/DeconfoundedFMRI

DRTMLE to address sampling biases in neuroimaging

Primary LanguageHTMLMIT LicenseMIT

DeconfoundedFMRI

Code to reproduce all analyses, tables, and figures in Accounting for motion in resting-state fMRI: What part of the spectrum are we characterizing in autism spectrum disorder?

Our goals are two-fold:

  1. To document the data loss and biases introduced by common motion exclusion practices in functional connectivity research

  2. To introduce a framework to treat excluded scans as a missing data problem. We use doubly robust targeted minimum loss based estimation (DRTMLE) with an ensemble of machine learning algorithms to address these data losses and the resulting biases.

Main functions:

  1. covariate_figures.Rmd - code used to run all analyses in sections 2.1.3 Study Sample to 2.2.4 Functional connectivity as a function of phenotypes. Outputs:

    • Table 1: Socio-demographic characteristics of complete predictor cases.
    • Fig. S1: Missingness of socio-demographic and behavioral variables in the initial dataset.
    • Fig 3: Motion quality control leads to dramatic reductions in sample size.
    • Fig 4: rs-fMRI exclusion probability changes with phenotype and age.
    • Fig S2: Univariate analysis of mean framewise displacement as a function of participant characteristics.
    • Fig 5: Participants with usable rs-fMRI data differed from participants with unusable rsfMRI data.
    • Table S1: Summary of Mann-Whitney U tests comparing included and excluded participants using the lenient motion QC and stratified by primary diagnosis.
    • Table S2: Summary of Mann-Whitney U tests comparing included and excluded participants using the strict motion QC and stratified by primary diagnosis.
    • Fig 6: Some covariates related to rs-fMRI exclusion probability are also related to functional connectivity.
  2. DeconfoundedGroupDifference_Tutorial.Rmd - Tutorial described in Section 2.3.2. Toy example and tutorial, which simulates a variable Wc that drives the bias between data usability (Δ) and functional connectivity (Y) and then shows how DRTMLE can adjust for this bias.
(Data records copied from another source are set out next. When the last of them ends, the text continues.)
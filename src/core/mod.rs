//! Core data structures for the voxel world
//! Contains voxels, materials, biomes, chunks, columns and vertices.

pub mod aabb;
pub mod biome;
pub mod chunk;
pub mod column;
pub mod coords;
pub mod material;
pub mod vertex;
pub mod voxel;

// Re-export commonly used types
pub use aabb::AABB;
pub use biome::Biome;
pub use chunk::Chunk;
pub use column::{ChunkColumn, ColumnData};
pub use material::Material;
pub use vertex::Vertex;
pub use voxel::{LightChannel, Voxel};
use crate::constants::{MOUNTAIN_THRESHOLD, OCEAN_THRESHOLD, SOIL_DEPTH};
use crate::core::material::{DIRT, GRASS, SAND, SNOW, STONE};

#[derive(Clone, Copy, PartialEq, Eq, Hash, Debug, Default)]
pub enum Biome {
    Ocean,
    Mountains,
    Rainforest,
    Forest,
    Taiga,
    Desert,
    #[default]
    Plains,
    Snow,
}

impl Biome {
    /// Decision table over normalized height, humidity and temperature.
    pub fn classify(height: f32, humidity: f32, temperature: f32) -> Biome {
        if height < OCEAN_THRESHOLD {
            Biome::Ocean
        } else if height > MOUNTAIN_THRESHOLD {
            Biome::Mountains
        } else {
            Self::lowland(humidity, temperature)
        }
    }

    /// The 3x3 humidity/temperature grid used below the mountain threshold.
    pub fn lowland(humidity: f32, temperature: f32) -> Biome {
        let wet = humidity > 0.5;
        match (wet, temperature) {
            (true, t) if t > 0.66 => Biome::Rainforest,
            (true, t) if t > 0.33 => Biome::Forest,
            (true, _) => Biome::Taiga,
            (false, t) if t > 0.66 => Biome::Desert,
            (false, t) if t > 0.33 => Biome::Plains,
            (false, _) => Biome::Snow,
        }
    }

    /// Material for a voxel `depth` voxels below the column surface.
    pub fn layer_material(&self, depth: i32) -> u8 {
        match self {
            Biome::Ocean if depth <= 1 => SAND,
            Biome::Desert if depth <= SOIL_DEPTH => SAND,
            Biome::Ocean | Biome::Desert | Biome::Mountains => STONE,
            Biome::Snow if depth == 0 => SNOW,
            _ if depth == 0 => GRASS,
            _ if depth <= SOIL_DEPTH => DIRT,
            _ => STONE,
        }
    }
}

#[cfg(test)]
mod tests {
    use super::*;

    #[test]
    fn test_classify_thresholds() {
        assert_eq!(Biome::classify(0.3, 0.9, 0.9), Biome::Ocean);
        assert_eq!(Biome::classify(0.7, 0.1, 0.1), Biome::Mountains);
        assert_eq!(Biome::classify(0.5, 0.8, 0.8), Biome::Rainforest);
        assert_eq!(Biome::classify(0.5, 0.8, 0.5), Biome::Forest);
        assert_eq!(Biome::classify(0.5, 0.8, 0.1), Biome::Taiga);
        assert_eq!(Biome::classify(0.5, 0.2, 0.8), Biome::Desert);
        assert_eq!(Biome::classify(0.5, 0.2, 0.5), Biome::Plains);
        assert_eq!(Biome::classify(0.5, 0.2, 0.1), Biome::Snow);
    }

    #[test]
    fn test_layers() {
        assert_eq!(Biome::Plains.layer_material(0), GRASS);
        assert_eq!(Biome::Plains.layer_material(3), DIRT);
        assert_eq!(Biome::Plains.layer_material(4), STONE);
        assert_eq!(Biome::Desert.layer_material(2), SAND);
        assert_eq!(Biome::Ocean.layer_material(1), SAND);
        assert_eq!(Biome::Ocean.layer_material(2), STONE);
        assert_eq!(Biome::Snow.layer_material(0), SNOW);
        assert_eq!(Biome::Mountains.layer_material(0), STONE);
    }
}
use std::sync::Arc;
use std::sync::atomic::{AtomicBool, Ordering};
use std::thread;
use std::time::Duration;

use glam::{IVec3, Vec3};

use terravox::core::material::{LAMP, STONE};
use terravox::world::light::calculate_light_at;
use terravox::world::noise::{NoiseSource, SimplexNoise};
use terravox::{
    Chunk, ChunkGenerator, ChunkState, LightChannel, Voxel, WATER_LEVEL, World, WorldConfig,
};

fn config(update_distance: i32) -> WorldConfig {
    WorldConfig {
        seed: 42,
        update_distance,
        worker_count: 2,
        ..WorldConfig::default()
    }
}

/// Chunk at the origin, solid below y = 10 and open sky above.
fn flat_chunk() -> Chunk {
    let mut chunk = Chunk::new(IVec3::ZERO);
    for z in 0..16 {
        for y in 0..10 {
            for x in 0..16 {
                chunk.add_voxel(IVec3::new(x, y, z), Voxel::new(STONE));
            }
        }
    }
    chunk.fill_open_sky();
    chunk
}

/// Noise that stalls every sample while its gate is closed, holding
/// generation tasks on the workers.
struct GatedNoise {
    inner: SimplexNoise,
    open: Arc<AtomicBool>,
}

impl GatedNoise {
    fn wait(&self) {
        while !self.open.load(Ordering::Acquire) {
            thread::sleep(Duration::from_millis(1));
        }
    }
}

impl NoiseSource for GatedNoise {
    fn sample2(&self, x: f32, z: f32) -> f32 {
        self.wait();
        self.inner.sample2(x, z)
    }

    fn sample3(&self, x: f32, y: f32, z: f32) -> f32 {
        self.wait();
        self.inner.sample3(x, y, z)
    }
}

fn gated_world(config: WorldConfig, open: bool) -> (World, Arc<AtomicBool>) {
    let gate = Arc::new(AtomicBool::new(open));
    let noise = GatedNoise {
        inner: SimplexNoise::new(config.seed),
        open: Arc::clone(&gate),
    };
    let generator = ChunkGenerator::with_noise(noise, config.seed, WATER_LEVEL);
    (World::with_generator(config, generator).unwrap(), gate)
}

#[test]
fn test_flat_chunk_light_and_height() {
    let mut world = World::new(config(1)).unwrap();
    assert!(world.insert_chunk(flat_chunk()));

    let above = IVec3::new(3, 10, 3);
    assert_eq!(calculate_light_at(&world, above, LightChannel::Sky), 15);
    assert_eq!(world.column_height(3, 3), Some(9));

    assert!(world.remove_voxel(IVec3::new(3, 9, 3)));
    assert_eq!(world.column_height(3, 3), Some(8));
    assert_eq!(world.column_height(4, 3), Some(9));
    assert_eq!(world.column_height(3, 2), Some(9));
    assert_eq!(world.light_at(IVec3::new(3, 9, 3), LightChannel::Sky), Some(15));
}

#[test]
fn test_overhang_shades_column() {
    let mut world = World::new(config(1)).unwrap();
    assert!(world.insert_chunk(flat_chunk()));

    assert!(world.add_voxel(IVec3::new(5, 12, 5), Voxel::new(STONE)));
    assert_eq!(world.column_height(5, 5), Some(12));
    assert_eq!(world.light_at(IVec3::new(5, 12, 5), LightChannel::Sky), Some(0));
    // Lit sideways from the open columns next to it
    assert_eq!(world.light_at(IVec3::new(5, 11, 5), LightChannel::Sky), Some(14));
    assert_eq!(world.light_at(IVec3::new(5, 10, 5), LightChannel::Sky), Some(14));
    assert_eq!(world.light_at(IVec3::new(5, 13, 5), LightChannel::Sky), Some(15));

    assert!(world.remove_voxel(IVec3::new(5, 12, 5)));
    assert_eq!(world.column_height(5, 5), Some(9));
    assert_eq!(world.light_at(IVec3::new(5, 10, 5), LightChannel::Sky), Some(15));
}

#[test]
fn test_lamp_lights_and_unlights() {
    let mut world = World::new(config(1)).unwrap();
    assert!(world.insert_chunk(flat_chunk()));

    let lamp = IVec3::new(8, 10, 8);
    assert!(world.add_voxel(lamp, Voxel::new(LAMP)));
    assert_eq!(world.light_at(IVec3::new(8, 12, 8), LightChannel::Block), Some(13));
    assert_eq!(world.light_at(IVec3::new(11, 10, 8), LightChannel::Block), Some(12));

    assert!(world.remove_voxel(lamp));
    assert_eq!(world.light_at(IVec3::new(8, 12, 8), LightChannel::Block), Some(0));
    assert_eq!(world.light_at(lamp, LightChannel::Block), Some(0));
}

#[test]
fn test_edits_outside_cache_fail() {
    let mut world = World::new(config(1)).unwrap();
    assert!(world.insert_chunk(flat_chunk()));

    assert!(!world.add_voxel(IVec3::new(100, 5, 0), Voxel::new(STONE)));
    assert!(!world.remove_voxel(IVec3::new(-1, 5, 0)));
    assert!(!world.add_voxel(IVec3::new(1, 1, 1), Voxel::new(STONE)));
    assert!(!world.remove_voxel(IVec3::new(1, 12, 1)));
    assert_eq!(world.get_voxel(IVec3::new(100, 5, 0)), None);
    assert!(!world.insert_chunk(Chunk::new(IVec3::ZERO)));
}

#[test]
fn test_ray_hits_single_voxel_from_above() {
    let mut world = World::new(config(1)).unwrap();
    let mut chunk = Chunk::new(IVec3::ZERO);
    assert!(chunk.add_voxel(IVec3::new(0, 10, 0), Voxel::new(STONE)));
    assert!(world.insert_chunk(chunk));

    let hit = world
        .world_ray_detection(Vec3::new(0.5, 20.0, 0.5), Vec3::new(0.5, 0.0, 0.5))
        .unwrap();
    assert_eq!(hit.voxel, IVec3::new(0, 10, 0));
    assert_eq!(hit.normal, IVec3::new(0, 1, 0));

    let miss = world.world_ray_detection(Vec3::new(4.5, 20.0, 4.5), Vec3::new(4.5, 0.0, 4.5));
    assert!(miss.is_none());
}

#[test]
fn test_streaming_loads_and_evicts() {
    let mut world = World::new(config(2)).unwrap();
    let focus = Vec3::new(8.0, 120.0, 8.0);
    let center = IVec3::new(0, 7, 0);

    world.run_until_settled(focus, 64);
    assert_eq!(world.chunk_count(), 125);
    assert_eq!(world.column_count(), 25);
    assert_eq!(world.slab_in_use(), 125);
    assert_eq!(world.chunk_state(center), Some(ChunkState::Loaded));
    // Edge chunks lack a full neighborhood and are never decorated
    assert_eq!(
        world.chunk_state(center + IVec3::new(2, 0, 0)),
        Some(ChunkState::Generated)
    );

    let loaded = world.get_loaded_chunks();
    assert!(loaded.iter().any(|chunk| chunk.position == center));
    let mut offsets: Vec<u32> = loaded.iter().map(|chunk| chunk.buffer_offset).collect();
    offsets.sort_unstable();
    offsets.dedup();
    assert_eq!(offsets.len(), loaded.len());

    // One chunk east: the west face of the cube leaves, the east face arrives
    let stats = world.tick(focus + Vec3::new(16.0, 0.0, 0.0));
    assert_eq!(stats.evicted, 25);
    assert_eq!(stats.created, 25);
    assert_eq!(stats.evicted_columns, 5);
    assert!(!stats.slab_exhausted);
    assert_eq!(world.chunk_state(center + IVec3::new(-2, 0, 0)), None);
    world.wait_idle();

    // Far away: everything is replaced
    let far = focus + Vec3::new(16.0 * 20.0, 0.0, 0.0);
    world.run_until_settled(far, 64);
    assert_eq!(world.chunk_count(), 125);
    assert_eq!(world.column_count(), 25);
    assert_eq!(world.chunk_state(center), None);
}

#[test]
fn test_busy_chunks_survive_a_far_jump() {
    let (mut world, gate) = gated_world(config(2), false);
    let focus = Vec3::new(8.0, 120.0, 8.0);
    let center = IVec3::new(0, 7, 0);

    let stats = world.tick(focus);
    assert_eq!(stats.created, 125);
    assert_eq!(world.chunk_state(center), Some(ChunkState::Pending));

    // Nothing can be evicted while generation holds every chunk
    let far = focus + Vec3::new(16.0 * 20.0, 0.0, 0.0);
    let stats = world.tick(far);
    assert_eq!(stats.evicted, 0);
    assert_eq!(stats.created, 0);
    assert_eq!(stats.evicted_columns, 0);
    assert!(stats.slab_exhausted);
    assert_eq!(world.chunk_count(), 125);
    assert_eq!(world.column_count(), 25);
    assert_eq!(world.chunk_state(center), Some(ChunkState::Pending));

    gate.store(true, Ordering::Release);
    world.wait_idle();
    world.run_until_settled(far, 64);
    assert_eq!(world.chunk_count(), 125);
    assert_eq!(world.column_count(), 25);
    assert_eq!(world.chunk_state(center), None);
}

#[test]
fn test_edit_remeshes_loaded_chunk() {
    let config = WorldConfig {
        worker_count: 1,
        ..config(2)
    };
    let (mut world, gate) = gated_world(config, true);
    let focus = Vec3::new(8.0, 120.0, 8.0);
    let center = IVec3::new(0, 7, 0);

    world.run_until_settled(focus, 64);
    assert_eq!(world.chunk_state(center), Some(ChunkState::Loaded));
    let mesh_of = |world: &World| {
        world
            .get_loaded_chunks()
            .into_iter()
            .find(|chunk| chunk.position == center)
            .map(|chunk| chunk.mesh)
    };
    let before = mesh_of(&world).unwrap();

    // Fill an interior air cell, or dig out an interior voxel if there is none
    let origin = center * 16;
    let interior: Vec<IVec3> = (1..15)
        .flat_map(|y| (1..15).flat_map(move |z| (1..15).map(move |x| IVec3::new(x, y, z))))
        .map(|local| origin + local)
        .collect();
    let edited = interior.iter().any(|&pos| {
        world.get_voxel(pos).is_some_and(|v| v.is_air()) && world.add_voxel(pos, Voxel::new(STONE))
    }) || interior.iter().any(|&pos| world.remove_voxel(pos));
    assert!(edited);

    // New chunks occupy the only worker, so the remesh waits behind them
    gate.store(false, Ordering::Release);
    let next = focus + Vec3::new(16.0, 0.0, 0.0);
    let stats = world.tick(next);
    assert_eq!(stats.created, 25);
    assert!(stats.remeshing >= 1);
    assert_eq!(world.chunk_state(center), Some(ChunkState::Remeshing));
    // The previous mesh stays drawable meanwhile
    assert_eq!(mesh_of(&world).as_deref(), Some(before.as_ref()));

    gate.store(true, Ordering::Release);
    world.run_until_settled(next, 64);
    assert_eq!(world.chunk_state(center), Some(ChunkState::Loaded));
    let after = mesh_of(&world).unwrap();
    assert_ne!(*after, *before);
}

#[test]
fn test_same_seed_same_terrain() {
    let focus = Vec3::new(8.0, 120.0, 8.0);
    let mut a = World::new(config(1)).unwrap();
    let mut b = World::new(config(1)).unwrap();
    a.run_until_settled(focus, 16);
    b.run_until_settled(focus, 16);

    for y in 100..140 {
        let pos = IVec3::new(3, y, 11);
        assert_eq!(a.get_voxel(pos), b.get_voxel(pos));
    }
    assert_eq!(a.column_height(3, 11), b.column_height(3, 11));
}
Output:

    • Fig. 2: Illustration of the improvement in functional connectivity from DRTMLE compared to the naive approach from a single simulated dataset.
  3. QC_Impacts_Analysis_singleseed_noimputation_cb.R - R code to run the entire DRTMLE procedure for a single seed as described in section 2.3.2 Application: Deconfounded group difference in the KKI Dataset. This includes estimation of the propensity model (same for each edge), estimation of 153 outcome models, and application of DRTMLE to estimate the deconfounded mean for the ASD group, the deconfounded mean for the typically developing group, and their variances for 153 functional connectivity edges.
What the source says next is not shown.